Mixed picture as Scotland sees rise in employment and unemployment

Jamie Hepburn
Jamie Hepburn

Scotland’s employment rate grew to 75.2 per cent between July and September while unemployment also rose slightly by 2,000 between over the same period, marking an increase of 0.1 per cent.

There are now 2,652,000 people aged 16 years and above in employment in Scotland where unemployment stands at 4 per cent - which is below the UK average of 4.3 per cent.

The jobless total across the UK as a whole fell by 59,000 between July and September to 1.42 million.



Scotland’s minster for employability and training Jamie Hepburn, said: “These latest employment figures are encouraging and show Scotland has higher employment rates and lower unemployment rates than the UK with 88,000 more people in employment compared to the pre-recession peak.

“Youth unemployment rates continue to outperform the UK. This comes on top of us fulfilling our commitment to reduce youth unemployment by 40%, four years ahead of schedule.

“While these figures are positive we recognise there are still many barriers to getting people into work and are continuing to work to improve labour market conditions.

“Our new devolved employability support programmes are supporting people into work, whilst our ambitious new target to make Scotland a Living Wage Nation will promote fair pay.

“Today’s figures also show the Scottish labour market continues to perform well against a difficult backdrop, echoing the most recent State of the Economy Report which shows growth over the first half of 2017, with forecasts remaining positive for the future.

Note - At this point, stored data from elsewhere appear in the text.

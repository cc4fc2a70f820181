//! Integration tests: failing and slow stores.
//!
//! Wraps the in-memory store so mutations can be made to fail or to block,
//! then checks that the engine keeps its stacks consistent and rejects
//! overlapping operations.

use async_trait::async_trait;
use nc_core::store::Result as StoreResult;
use nc_core::*;
use nc_history::{Command, HistoryEngine, HistoryError, SharedHistory, Timestamp};
use pretty_assertions::assert_eq;
use std::sync::Arc;
use std::sync::atomic::{AtomicBool, Ordering};
use tokio::sync::Notify;

/// Delegates to a `MemoryStore`, optionally failing or pausing mutations.
#[derive(Default)]
struct FaultyStore {
    inner: MemoryStore,
    failing: AtomicBool,
    /// Fails only `delete_canvas`, after any note deletes have gone through.
    failing_canvas_delete: AtomicBool,
    /// When set, `set_scale` signals `entered` and waits on `release`.
    gated: AtomicBool,
    entered: Notify,
    release: Notify,
}

impl FaultyStore {
    fn fail(&self, on: bool) {
        self.failing.store(on, Ordering::SeqCst);
    }

    fn check(&self) -> StoreResult<()> {
        if self.failing.load(Ordering::SeqCst) {
            Err(StoreError::Storage("disk unavailable".to_string()))
        } else {
            Ok(())
        }
    }
}

#[async_trait]
impl CanvasStore for FaultyStore {
    async fn create_canvas(&self, name: &str) -> StoreResult<CanvasId> {
        self.check()?;
        self.inner.create_canvas(name).await
    }

    async fn restore_canvas(&self, canvas: &Canvas) -> StoreResult<()> {
        self.check()?;
        self.inner.restore_canvas(canvas).await
    }

    async fn delete_canvas(&self, id: CanvasId) -> StoreResult<()> {
        self.check()?;
        if self.failing_canvas_delete.load(Ordering::SeqCst) {
            return Err(StoreError::Storage("canvas table locked".to_string()));
        }
        self.inner.delete_canvas(id).await
    }

    async fn set_active_canvas(&self, id: Option<CanvasId>) -> StoreResult<()> {
        self.check()?;
        self.inner.set_active_canvas(id).await
    }

    async fn set_scale(&self, id: CanvasId, scale: f64) -> StoreResult<()> {
        if self.gated.load(Ordering::SeqCst) {
            self.entered.notify_one();
            self.release.notified().await;
        }
        self.check()?;
        self.inner.set_scale(id, scale).await
    }

    async fn set_offset(&self, id: CanvasId, offset: Vec2) -> StoreResult<()> {
        self.check()?;
        self.inner.set_offset(id, offset).await
    }

    fn canvas(&self, id: CanvasId) -> Option<Canvas> {
        self.inner.canvas(id)
    }

    fn active_canvas(&self) -> Option<CanvasId> {
        self.inner.active_canvas()
    }
}

#[async_trait]
impl NoteStore for FaultyStore {
    async fn create_note(&self, canvas: CanvasId, position: Point, color: Color) -> StoreResult<NoteId> {
        self.check()?;
        self.inner.create_note(canvas, position, color).await
    }

    async fn restore_notes(&self, notes: &[Note]) -> StoreResult<()> {
        self.check()?;
        self.inner.restore_notes(notes).await
    }

    async fn delete_note(&self, id: NoteId) -> StoreResult<()> {
        self.check()?;
        self.inner.delete_note(id).await
    }

    async fn delete_notes(&self, ids: &[NoteId]) -> StoreResult<()> {
        self.check()?;
        self.inner.delete_notes(ids).await
    }

    async fn move_note(&self, id: NoteId, position: Point) -> StoreResult<()> {
        self.check()?;
        self.inner.move_note(id, position).await
    }

    fn note(&self, id: NoteId) -> Option<Note> {
        self.inner.note(id)
    }

    fn notes_on(&self, canvas: CanvasId) -> Vec<Note> {
        self.inner.notes_on(canvas)
    }
}

async fn setup() -> (HistoryEngine, Arc<FaultyStore>, CanvasId) {
    let store = Arc::new(FaultyStore::default());
    let canvas = store.create_canvas("Flaky").await.unwrap();
    let engine = HistoryEngine::with_stores(Stores::shared(store.clone()));
    (engine, store, canvas)
}

fn zoom(canvas: CanvasId, step: u64, old: f64, new: f64) -> Command {
    Command::zoom(canvas, old, new).at(Timestamp::from_millis(step * 10_000))
}

#[tokio::test]
async fn failed_execute_records_nothing() {
    let (mut engine, store, canvas) = setup().await;
    engine.execute_command(zoom(canvas, 0, 1.0, 2.0)).await.unwrap();
    engine.undo().await.unwrap();
    assert!(engine.can_redo());

    store.fail(true);
    let err = engine
        .execute_command(zoom(canvas, 1, 1.0, 3.0))
        .await
        .unwrap_err();
    assert!(matches!(err, HistoryError::Execution { .. }));
    assert_eq!(engine.undo_len(), 0);
    // Nothing was recorded, so the redo branch survives.
    assert_eq!(engine.redo_len(), 1);
}

#[tokio::test]
async fn invalid_mutation_surfaces_store_error() {
    let (mut engine, _store, canvas) = setup().await;
    let err = engine
        .execute_command(Command::zoom(canvas, 1.0, -4.0))
        .await
        .unwrap_err();
    assert_eq!(
        err,
        HistoryError::Execution {
            description: "Zoom to -400%".to_string(),
            source: StoreError::InvalidScale(-4.0),
        }
    );
    assert!(!engine.can_undo());
}

#[tokio::test]
async fn failed_undo_leaves_stacks_untouched_and_retryable() {
    let (mut engine, store, canvas) = setup().await;
    engine.execute_command(zoom(canvas, 0, 1.0, 2.0)).await.unwrap();
    engine.execute_command(zoom(canvas, 1, 2.0, 4.0)).await.unwrap();
    let before = (engine.undo_list(), engine.redo_list());

    store.fail(true);
    let err = engine.undo().await.unwrap_err();
    assert!(matches!(err, HistoryError::Undo { .. }));
    assert_eq!((engine.undo_list(), engine.redo_list()), before);
    assert_eq!(store.canvas(canvas).unwrap().scale, 4.0);

    store.fail(false);
    assert!(engine.undo().await.unwrap().is_some());
    assert_eq!(store.canvas(canvas).unwrap().scale, 2.0);
}

#[tokio::test]
async fn failed_redo_leaves_stacks_untouched_and_retryable() {
    let (mut engine, store, canvas) = setup().await;
    engine.execute_command(zoom(canvas, 0, 1.0, 2.0)).await.unwrap();
    engine.undo().await.unwrap();
    let before = (engine.undo_list(), engine.redo_list());

    store.fail(true);
    let err = engine.redo().await.unwrap_err();
    assert!(matches!(err, HistoryError::Redo { .. }));
    assert_eq!((engine.undo_list(), engine.redo_list()), before);
    assert!(engine.can_redo());

    store.fail(false);
    engine.redo().await.unwrap();
    assert_eq!(store.canvas(canvas).unwrap().scale, 2.0);
}

#[tokio::test]
async fn overlapping_operation_is_rejected_as_busy() {
    let (engine, store, canvas) = setup().await;
    let history = SharedHistory::new(engine);

    store.gated.store(true, Ordering::SeqCst);
    let in_flight = {
        let history = history.clone();
        tokio::spawn(async move { history.execute_command(zoom(canvas, 0, 1.0, 2.0)).await })
    };
    store.entered.notified().await;

    assert_eq!(history.undo().await, Err(HistoryError::Busy));
    assert_eq!(
        history.record_command(zoom(canvas, 1, 2.0, 3.0)),
        Err(HistoryError::Busy)
    );
    // Flags stay readable while the operation is in flight.
    assert!(!history.flags().can_undo);

    store.gated.store(false, Ordering::SeqCst);
    store.release.notify_one();
    in_flight.await.unwrap().unwrap();

    assert!(history.flags().can_undo);
    assert_eq!(history.undo_list().unwrap().len(), 1);
}

#[tokio::test]
async fn redo_of_canvas_delete_is_retryable_after_partial_failure() {
    let (mut engine, store, canvas) = setup().await;
    let note = store
        .create_note(canvas, Point::new(1.0, 2.0), Color::default())
        .await
        .unwrap();
    let snapshot = engine.stores().snapshot_canvas(canvas).unwrap();
    engine
        .execute_command(Command::delete_canvas(snapshot))
        .await
        .unwrap();
    engine.undo().await.unwrap();
    assert!(store.note(note).is_some());

    // Notes go first, then the canvas delete fails.
    store.failing_canvas_delete.store(true, Ordering::SeqCst);
    let err = engine.redo().await.unwrap_err();
    assert_eq!(
        err,
        HistoryError::Redo {
            description: "Delete canvas \"Flaky\"".to_string(),
            source: StoreError::Storage("canvas table locked".to_string()),
        }
    );
    assert_eq!(engine.redo_len(), 1);
    assert!(store.note(note).is_none());
    assert!(store.canvas(canvas).is_some());

    store.failing_canvas_delete.store(false, Ordering::SeqCst);
    engine.redo().await.unwrap();
    assert!(store.canvas(canvas).is_none());
    assert_eq!(engine.undo_len(), 1);
    assert_eq!(engine.redo_len(), 0);

    // The full snapshot still comes back.
    engine.undo().await.unwrap();
    assert_eq!(store.note(note).unwrap().position, Point::new(1.0, 2.0));
}

#[tokio::test]
async fn dropped_undo_leaves_stacks_untouched() {
    let (mut engine, store, canvas) = setup().await;
    engine.execute_command(zoom(canvas, 0, 1.0, 2.0)).await.unwrap();
    let before = (engine.undo_list(), engine.redo_list());

    store.gated.store(true, Ordering::SeqCst);
    tokio::select! {
        _ = engine.undo() => panic!("undo finished while the store was blocked"),
        _ = store.entered.notified() => {}
    }
    store.gated.store(false, Ordering::SeqCst);

    assert_eq!((engine.undo_list(), engine.redo_list()), before);
    assert_eq!(store.canvas(canvas).unwrap().scale, 2.0);

    assert_eq!(engine.undo().await.unwrap().as_deref(), Some("Zoom to 200%"));
    assert_eq!(store.canvas(canvas).unwrap().scale, 1.0);
    assert!(engine.can_redo());
}
//! In-memory reference implementation of both stores.
//!
//! Used by the replay tool and by tests. Mutations validate their inputs
//! before touching state, so a failed call leaves the store unchanged.

use crate::id::{CanvasId, NoteId};
use crate::model::{Canvas, Color, Note, is_valid_scale};
use crate::store::{CanvasStore, NoteStore, Result, StoreError};
use async_trait::async_trait;
use kurbo::{Point, Vec2};
use std::sync::{Mutex, MutexGuard, PoisonError};

#[derive(Debug, Default, Clone, PartialEq)]
struct State {
    canvases: Vec<Canvas>,
    notes: Vec<Note>,
    active: Option<CanvasId>,
}

impl State {
    fn canvas_mut(&mut self, id: CanvasId) -> Result<&mut Canvas> {
        self.canvases
            .iter_mut()
            .find(|c| c.id == id)
            .ok_or(StoreError::CanvasNotFound(id))
    }

    fn has_canvas(&self, id: CanvasId) -> bool {
        self.canvases.iter().any(|c| c.id == id)
    }

    fn has_note(&self, id: NoteId) -> bool {
        self.notes.iter().any(|n| n.id == id)
    }
}

/// Thread-safe in-memory canvas + note store.
#[derive(Debug, Default)]
pub struct MemoryStore {
    state: Mutex<State>,
}

impl MemoryStore {
    pub fn new() -> Self {
        Self::default()
    }

    fn state(&self) -> MutexGuard<'_, State> {
        self.state.lock().unwrap_or_else(PoisonError::into_inner)
    }

    /// All canvases, in creation order.
    pub fn canvases(&self) -> Vec<Canvas> {
        self.state().canvases.clone()
    }

    /// All notes across every canvas, in creation order.
    pub fn notes(&self) -> Vec<Note> {
        self.state().notes.clone()
    }

    /// Find a canvas by display name.
    pub fn canvas_named(&self, name: &str) -> Option<Canvas> {
        self.state().canvases.iter().find(|c| c.name == name).cloned()
    }
}

#[async_trait]
impl CanvasStore for MemoryStore {
    async fn create_canvas(&self, name: &str) -> Result<CanvasId> {
        let id = CanvasId::fresh();
        log::trace!("create {id} ({name:?})");
        self.state().canvases.push(Canvas::new(id, name));
        Ok(id)
    }

    async fn restore_canvas(&self, canvas: &Canvas) -> Result<()> {
        log::trace!("restore {}", canvas.id);
        let mut state = self.state();
        match state.canvases.iter_mut().find(|c| c.id == canvas.id) {
            Some(existing) => *existing = canvas.clone(),
            None => state.canvases.push(canvas.clone()),
        }
        Ok(())
    }

    async fn delete_canvas(&self, id: CanvasId) -> Result<()> {
        log::trace!("delete {id}");
        let mut state = self.state();
        if !state.has_canvas(id) {
            return Err(StoreError::CanvasNotFound(id));
        }
        state.canvases.retain(|c| c.id != id);
        state.notes.retain(|n| n.canvas != id);
        if state.active == Some(id) {
            state.active = None;
        }
        Ok(())
    }

    async fn set_active_canvas(&self, id: Option<CanvasId>) -> Result<()> {
        let mut state = self.state();
        if let Some(id) = id {
            if !state.has_canvas(id) {
                return Err(StoreError::CanvasNotFound(id));
            }
        }
        state.active = id;
        Ok(())
    }

    async fn set_scale(&self, id: CanvasId, scale: f64) -> Result<()> {
        if !is_valid_scale(scale) {
            return Err(StoreError::InvalidScale(scale));
        }
        self.state().canvas_mut(id)?.scale = scale;
        Ok(())
    }

    async fn set_offset(&self, id: CanvasId, offset: Vec2) -> Result<()> {
        if !offset.is_finite() {
            return Err(StoreError::Storage(format!("non-finite offset {offset:?}")));
        }
        self.state().canvas_mut(id)?.offset = offset;
        Ok(())
    }

    fn canvas(&self, id: CanvasId) -> Option<Canvas> {
        self.state().canvases.iter().find(|c| c.id == id).cloned()
    }

    fn active_canvas(&self) -> Option<CanvasId> {
        self.state().active
    }
}

#[async_trait]
impl NoteStore for MemoryStore {
    async fn create_note(&self, canvas: CanvasId, position: Point, color: Color) -> Result<NoteId> {
        let mut state = self.state();
        if !state.has_canvas(canvas) {
            return Err(StoreError::CanvasNotFound(canvas));
        }
        let id = NoteId::fresh();
        log::trace!("create {id} on {canvas}");
        state.notes.push(Note::new(id, canvas, position, color));
        Ok(id)
    }

    async fn restore_notes(&self, notes: &[Note]) -> Result<()> {
        let mut state = self.state();
        if let Some(orphan) = notes.iter().find(|n| !state.has_canvas(n.canvas)) {
            return Err(StoreError::CanvasNotFound(orphan.canvas));
        }
        for note in notes {
            log::trace!("restore {}", note.id);
            match state.notes.iter_mut().find(|n| n.id == note.id) {
                Some(existing) => *existing = note.clone(),
                None => state.notes.push(note.clone()),
            }
        }
        Ok(())
    }

    async fn delete_note(&self, id: NoteId) -> Result<()> {
        self.delete_notes(&[id]).await
    }

    async fn delete_notes(&self, ids: &[NoteId]) -> Result<()> {
        let mut state = self.state();
        if let Some(missing) = ids.iter().find(|id| !state.has_note(**id)) {
            return Err(StoreError::NoteNotFound(*missing));
        }
        log::trace!("delete {} note(s)", ids.len());
        state.notes.retain(|n| !ids.contains(&n.id));
        Ok(())
    }

    async fn move_note(&self, id: NoteId, position: Point) -> Result<()> {
        let mut state = self.state();
        let note = state
            .notes
            .iter_mut()
            .find(|n| n.id == id)
            .ok_or(StoreError::NoteNotFound(id))?;
        note.position = position;
        Ok(())
    }

    fn note(&self, id: NoteId) -> Option<Note> {
        self.state().notes.iter().find(|n| n.id == id).cloned()
    }

    fn notes_on(&self, canvas: CanvasId) -> Vec<Note> {
        self.state()
            .notes
            .iter()
            .filter(|n| n.canvas == canvas)
            .cloned()
            .collect()
    }
}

“However, the lack of clarity from the UK Government on Brexit poses the biggest threat to our economy and we will continue to call on the UK Government to give people and businesses greater certainty.”

Liz Cameron
Liz Cameron

Liz Cameron, Chief Executive, Scottish Chambers of Commerce, said the latest ONS statistics provided a “mixed set of results”.

She said: “The current estimate for productivity has seen output per hour increase by 0.9 per cent, in comparison to a fall of 0.1 per cent in the second quarter of the year. Although it is welcome news to see productivity growth across the economy, this continues to persist at a level which lags previous norms.

“Today’s Labour Market Figures also displayed a mixed set of results. At a national level, average weekly earnings continued to grow at 2.2 per cent, maintaining the trend of wage rises which haven’t kept pace with inflation.

“Although the unemployment figures continue to paint a picture of a strong labour market, there are some slight indications of concern. In a UK context, it is worth noting that employment has fell alongside unemployment in this period, translating to an increase in the economic inactivity rate of 0.3 per cent.

“Furthermore, Scotland has demonstrated a deviation from this national trend, with a slight increase in the unemployment rate of 0.1 per cent, and a fall in the number of economically inactive individuals.

“Although these statistics still broadly suggest a labour market in good health, weak wage growth will continue to impact on consumer spending while inflation holds at current levels.

“Our focus remains on the upcoming UK budget, in which the Chancellor has an opportunity to address some of the key structural issues constraining productivity growth. Targeted investment in the UK’s skills base and infrastructure will reinvigorate business confidence, leading to increased wages and boosted consumer spending – the engine which drives the UK economy.”